(WORKING DATA Opens)
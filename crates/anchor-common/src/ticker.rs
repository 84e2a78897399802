//! Fixed-period ticker
//!
//! Wraps a tokio interval so periodic work (agent heartbeats, discovery
//! announcements) is driven from one place. Under
//! `#[tokio::test(start_paused = true)]` the ticker runs on virtual time.

use std::time::Duration;

use tokio::time::{self, Instant, Interval, MissedTickBehavior};

/// Periodic tick source with a running tick count
pub struct Ticker {
    interval: Interval,
    ticks: u64,
}

impl Ticker {
    /// Ticker whose first tick completes immediately
    pub fn new(period: Duration) -> Self {
        // tokio rejects a zero period
        let period = period.max(Duration::from_millis(1));
        let mut interval = time::interval_at(Instant::now(), period);
        // A stalled handler shifts the schedule instead of bursting
        interval.set_missed_tick_behavior(MissedTickBehavior::Delay);
        Self { interval, ticks: 0 }
    }

    /// Wait for the next tick and return its 1-based sequence number
    pub async fn tick(&mut self) -> u64 {
        self.interval.tick().await;
        self.ticks += 1;
        self.ticks
    }

    /// Ticks delivered so far
    pub fn ticks(&self) -> u64 {
        self.ticks
    }
}

#[cfg(test)]
mod tests {
    use super::*;

    #[tokio::test(start_paused = true)]
    async fn test_first_tick_is_immediate() {
        let start = Instant::now();
        let mut ticker = Ticker::new(Duration::from_secs(5));

        assert_eq!(ticker.tick().await, 1);
        assert_eq!(start.elapsed(), Duration::ZERO);
    }

    #[tokio::test(start_paused = true)]
    async fn test_ticks_follow_period_in_virtual_time() {
        let start = Instant::now();
        let mut ticker = Ticker::new(Duration::from_secs(5));

        ticker.tick().await;
        ticker.tick().await;
        ticker.tick().await;

        assert_eq!(ticker.ticks(), 3);
        assert_eq!(start.elapsed(), Duration::from_secs(10));
    }
}
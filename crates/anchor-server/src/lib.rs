//! anchor-server: The coordinating core for Anchor devices
//!
//! The core keeps the authoritative device registry, relays typed control
//! messages between connected peers, and watches authentication outcomes
//! for brute-force bursts. Agents find it through the discovery beacon and
//! report over HTTP; consoles and devices talk through the relay WebSocket.

pub mod announcer;
pub mod api;
pub mod auth;
pub mod error;
pub mod registry;
pub mod relay;
pub mod sentinel;
pub mod state;

pub use registry::{DeviceRecord, DeviceRegistry};
pub use relay::{ChannelHandle, ConnectionRelay, RelaySession};
pub use sentinel::SentinelEngine;
pub use state::CoreState;
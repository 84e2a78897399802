//! System metrics collection

use sysinfo::System;

use anchor_protocol::DeviceStats;

/// Anything that can describe the device's current load
pub trait MetricsSource: Send {
    /// Take a fresh sample
    fn sample(&mut self) -> DeviceStats;
}

/// Host metrics read through sysinfo
pub struct SystemMetrics {
    system: System,
    user_agent: String,
}

impl SystemMetrics {
    /// Create a collector and prime the CPU counters
    pub fn new() -> Self {
        let mut system = System::new();
        // CPU usage is a delta between two refreshes
        system.refresh_cpu_usage();
        system.refresh_memory();

        let os = System::long_os_version().unwrap_or_else(|| std::env::consts::OS.to_string());
        Self {
            system,
            user_agent: format!("AnchorAgent/{} ({})", env!("CARGO_PKG_VERSION"), os),
        }
    }
}

impl Default for SystemMetrics {
    fn default() -> Self {
        Self::new()
    }
}

impl MetricsSource for SystemMetrics {
    fn sample(&mut self) -> DeviceStats {
        self.system.refresh_cpu_usage();
        self.system.refresh_memory();

        DeviceStats {
            ua: Some(self.user_agent.clone()),
            cpu: Some(self.system.global_cpu_usage()),
            mem_used: Some(self.system.used_memory()),
            mem_total: Some(self.system.total_memory()),
            ..DeviceStats::default()
        }
    }
}
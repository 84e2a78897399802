//! End-to-end tests for the core's HTTP API

use std::net::SocketAddr;
use std::sync::Arc;
use std::time::Duration;

use axum::body::{to_bytes, Body};
use axum::extract::connect_info::MockConnectInfo;
use axum::http::{Request, StatusCode};
use axum::Router;
use serde_json::{json, Value};
use tower::ServiceExt;

use anchor_common::config::CoreConfig;
use anchor_common::{Clock, DeviceId, ManualClock};
use anchor_server::{api, CoreState};

const KEY: &str = "anchor_secure_dev_key";

fn setup() -> (Router, Arc<CoreState>, Arc<ManualClock>) {
    let clock = Arc::new(ManualClock::from_millis(1_714_557_600_000));
    let state = Arc::new(CoreState::with_clock(CoreConfig::default(), clock.clone()));
    let app = api::router(Arc::clone(&state))
        .layer(MockConnectInfo(SocketAddr::from(([10, 0, 0, 5], 40000))));
    (app, state, clock)
}

async fn send(app: &Router, request: Request<Body>) -> (StatusCode, Value) {
    let response = app.clone().oneshot(request).await.unwrap();
    let status = response.status();
    let bytes = to_bytes(response.into_body(), usize::MAX).await.unwrap();
    let body = if bytes.is_empty() {
        Value::Null
    } else {
        serde_json::from_slice(&bytes).unwrap()
    };
    (status, body)
}

fn post(uri: &str, key: Option<&str>, body: Value) -> Request<Body> {
    let mut builder = Request::post(uri).header("content-type", "application/json");
    if let Some(key) = key {
        builder = builder.header("x-api-key", key);
    }
    builder.body(Body::from(body.to_string())).unwrap()
}

fn get(uri: &str) -> Request<Body> {
    Request::get(uri).body(Body::empty()).unwrap()
}

#[tokio::test]
async fn test_heartbeat_registers_device() {
    let (app, _state, _clock) = setup();

    let (status, body) = send(
        &app,
        post(
            "/api/devices/heartbeat",
            Some(KEY),
            json!({"id": "dev-1", "name": "Laptop - alice", "activity": "Coding"}),
        ),
    )
    .await;
    assert_eq!(status, StatusCode::OK);
    assert_eq!(body, json!({"success": true}));

    let (status, devices) = send(&app, get("/api/devices")).await;
    assert_eq!(status, StatusCode::OK);
    let devices = devices.as_array().unwrap();
    assert_eq!(devices.len(), 1);
    assert_eq!(devices[0]["id"], "dev-1");
    assert_eq!(devices[0]["type"], "Laptop");
    assert_eq!(devices[0]["user"], "alice");
    assert_eq!(devices[0]["ip"], "10.0.0.5");
    assert_eq!(devices[0]["activity"], "Coding");
    assert_eq!(devices[0]["status"], "online");
}

#[tokio::test]
async fn test_heartbeat_rejects_bad_key() {
    let (app, state, _clock) = setup();

    let (status, body) = send(
        &app,
        post("/api/devices/heartbeat", Some("wrong"), json!({"id": "dev-1"})),
    )
    .await;
    assert_eq!(status, StatusCode::UNAUTHORIZED);
    assert_eq!(body, json!({"success": false, "error": "Unauthorized"}));

    let (status, _) = send(&app, post("/api/devices/heartbeat", None, json!({"id": "dev-1"}))).await;
    assert_eq!(status, StatusCode::UNAUTHORIZED);

    assert!(state.registry.is_empty());
    assert_eq!(state.sentinel.events().len(), 2);
    assert_eq!(state.sentinel.events()[0].source, "10.0.0.5");
}

#[tokio::test]
async fn test_heartbeat_without_id_is_bad_request() {
    let (app, state, _clock) = setup();

    let (status, body) = send(
        &app,
        post("/api/devices/heartbeat", Some(KEY), json!({"name": "nobody"})),
    )
    .await;
    assert_eq!(status, StatusCode::BAD_REQUEST);
    assert_eq!(body, json!({"success": false, "error": "Missing ID"}));
    assert!(state.registry.is_empty());
}

#[tokio::test]
async fn test_batch_replays_with_original_timestamps() {
    let (app, state, _clock) = setup();

    // A live heartbeat lands first, stamped with the core's clock
    send(
        &app,
        post(
            "/api/devices/heartbeat",
            Some(KEY),
            json!({"id": "dev-1", "activity": "Live"}),
        ),
    )
    .await;

    let (status, body) = send(
        &app,
        post(
            "/api/devices/heartbeat/batch",
            Some(KEY),
            json!({
                "id": "dev-1",
                "events": [
                    {"activity": "Old-1", "timestamp": "2024-05-01T09:00:00Z"},
                    {"activity": "Old-2", "timestamp": "2024-05-01T09:00:05Z"},
                    {"id": "dev-2", "activity": "Other", "timestamp": "2024-05-01T09:00:05Z"}
                ]
            }),
        ),
    )
    .await;
    assert_eq!(status, StatusCode::OK);
    assert_eq!(body, json!({"success": true, "count": 3}));

    let (_, device) = send(&app, get("/api/devices/dev-1")).await;
    assert_eq!(device["activity"], "Live");
    assert_eq!(device["history"].as_array().unwrap().len(), 3);

    assert_eq!(state.registry.len(), 2);
}

#[tokio::test]
async fn test_heartbeat_ignores_client_timestamp_format() {
    let (app, state, clock) = setup();

    let (status, body) = send(
        &app,
        post(
            "/api/devices/heartbeat",
            Some(KEY),
            json!({"id": "dev-1", "timestamp": 1_700_000_000_000u64}),
        ),
    )
    .await;
    assert_eq!(status, StatusCode::OK);
    assert_eq!(body, json!({"success": true}));

    let record = state.registry.get(&DeviceId::new("dev-1")).unwrap();
    assert_eq!(record.last_seen, Some(clock.now()));
}

#[tokio::test]
async fn test_batch_empty_event_id_falls_back_to_batch_id() {
    let (app, state, _clock) = setup();

    let (status, body) = send(
        &app,
        post(
            "/api/devices/heartbeat/batch",
            Some(KEY),
            json!({
                "id": "dev-1",
                "events": [{"id": "", "activity": "Replayed", "timestamp": "2024-05-01T09:00:00Z"}]
            }),
        ),
    )
    .await;
    assert_eq!(status, StatusCode::OK);
    assert_eq!(body, json!({"success": true, "count": 1}));

    let (status, device) = send(&app, get("/api/devices/dev-1")).await;
    assert_eq!(status, StatusCode::OK);
    assert_eq!(device["activity"], "Replayed");
    assert_eq!(state.registry.len(), 1);
}

#[tokio::test]
async fn test_batch_without_events_is_bad_request() {
    let (app, _state, _clock) = setup();

    let (status, body) = send(
        &app,
        post("/api/devices/heartbeat/batch", Some(KEY), json!({"id": "dev-1"})),
    )
    .await;
    assert_eq!(status, StatusCode::BAD_REQUEST);
    assert_eq!(body, json!({"success": false, "error": "Invalid batch format"}));
}

#[tokio::test]
async fn test_batch_requires_key() {
    let (app, _state, _clock) = setup();

    let (status, _) = send(
        &app,
        post(
            "/api/devices/heartbeat/batch",
            Some("nope"),
            json!({"id": "dev-1", "events": []}),
        ),
    )
    .await;
    assert_eq!(status, StatusCode::UNAUTHORIZED);
}

#[tokio::test]
async fn test_auth_burst_raises_one_alert() {
    let (app, _state, clock) = setup();

    for _ in 0..6 {
        let (status, _) = send(
            &app,
            post("/api/devices/heartbeat", Some("guess"), json!({"id": "x"})),
        )
        .await;
        assert_eq!(status, StatusCode::UNAUTHORIZED);
        clock.advance(Duration::from_secs(1));
    }

    let (status, alerts) = send(&app, get("/api/security/alerts")).await;
    assert_eq!(status, StatusCode::OK);
    let alerts = alerts.as_array().unwrap();
    assert_eq!(alerts.len(), 1);
    assert_eq!(alerts[0]["ruleId"], "AUTH_FAIL_BURST");
    assert_eq!(alerts[0]["source"], "10.0.0.5");
}

#[tokio::test]
async fn test_register_issues_unique_ids() {
    let (app, _state, _clock) = setup();

    let (status, first) = send(&app, post("/api/register", None, json!({}))).await;
    assert_eq!(status, StatusCode::OK);
    let (_, second) = send(&app, post("/api/register", None, json!({}))).await;

    let first = first["id"].as_str().unwrap();
    let second = second["id"].as_str().unwrap();
    assert_eq!(first.len(), 36);
    assert_ne!(first, second);
}

#[tokio::test]
async fn test_unknown_device_is_not_found() {
    let (app, _state, _clock) = setup();

    let (status, body) = send(&app, get("/api/devices/missing")).await;
    assert_eq!(status, StatusCode::NOT_FOUND);
    assert_eq!(body["success"], false);
}

#[tokio::test]
async fn test_health_and_metrics() {
    let (app, _state, _clock) = setup();

    let (status, health) = send(&app, get("/api/health")).await;
    assert_eq!(status, StatusCode::OK);
    assert_eq!(health["status"], "ok");
    assert_eq!(health["version"], env!("CARGO_PKG_VERSION"));

    send(
        &app,
        post("/api/devices/heartbeat", Some(KEY), json!({"id": "dev-1"})),
    )
    .await;

    let (_, metrics) = send(&app, get("/api/metrics")).await;
    assert_eq!(metrics["devices"], 1);
    assert_eq!(metrics["connections"], 0);
    assert_eq!(metrics["alerts"], 0);
}

#[tokio::test]
async fn test_name_is_escaped_in_listing() {
    let (app, _state, _clock) = setup();

    send(
        &app,
        post(
            "/api/devices/heartbeat",
            Some(KEY),
            json!({"id": "dev-1", "name": "<img src=x onerror=alert(1)>"}),
        ),
    )
    .await;

    let (_, device) = send(&app, get("/api/devices/dev-1")).await;
    assert_eq!(device["name"], "&lt;img src=x onerror=alert(1)&gt;");
}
(WORKING DATA Closes)
▶ _TRY IT_: The line containing "pub fn ticks(&self)" marks the end: copy exactly every line from the top of the data above down to it, that line included.

▶ _RESULT_:
filename crates/anchor-common/src/ticker.rs
repository 84e2a78897399802
//! Fixed-period ticker
//!
//! Wraps a tokio interval so periodic work (agent heartbeats, discovery
//! announcements) is driven from one place. Under
//! `#[tokio::test(start_paused = true)]` the ticker runs on virtual time.

use std::time::Duration;

use tokio::time::{self, Instant, Interval, MissedTickBehavior};

/// Periodic tick source with a running tick count
pub struct Ticker {
    interval: Interval,
    ticks: u64,
}

impl Ticker {
    /// Ticker whose first tick completes immediately
    pub fn new(period: Duration) -> Self {
        // tokio rejects a zero period
        let period = period.max(Duration::from_millis(1));
        let mut interval = time::interval_at(Instant::now(), period);
        // A stalled handler shifts the schedule instead of bursting
        interval.set_missed_tick_behavior(MissedTickBehavior::Delay);
        Self { interval, ticks: 0 }
    }

    /// Wait for the next tick and return its 1-based sequence number
    pub async fn tick(&mut self) -> u64 {
        self.interval.tick().await;
        self.ticks += 1;
        self.ticks
    }

    /// Ticks delivered so far
    pub fn ticks(&self) -> u64 {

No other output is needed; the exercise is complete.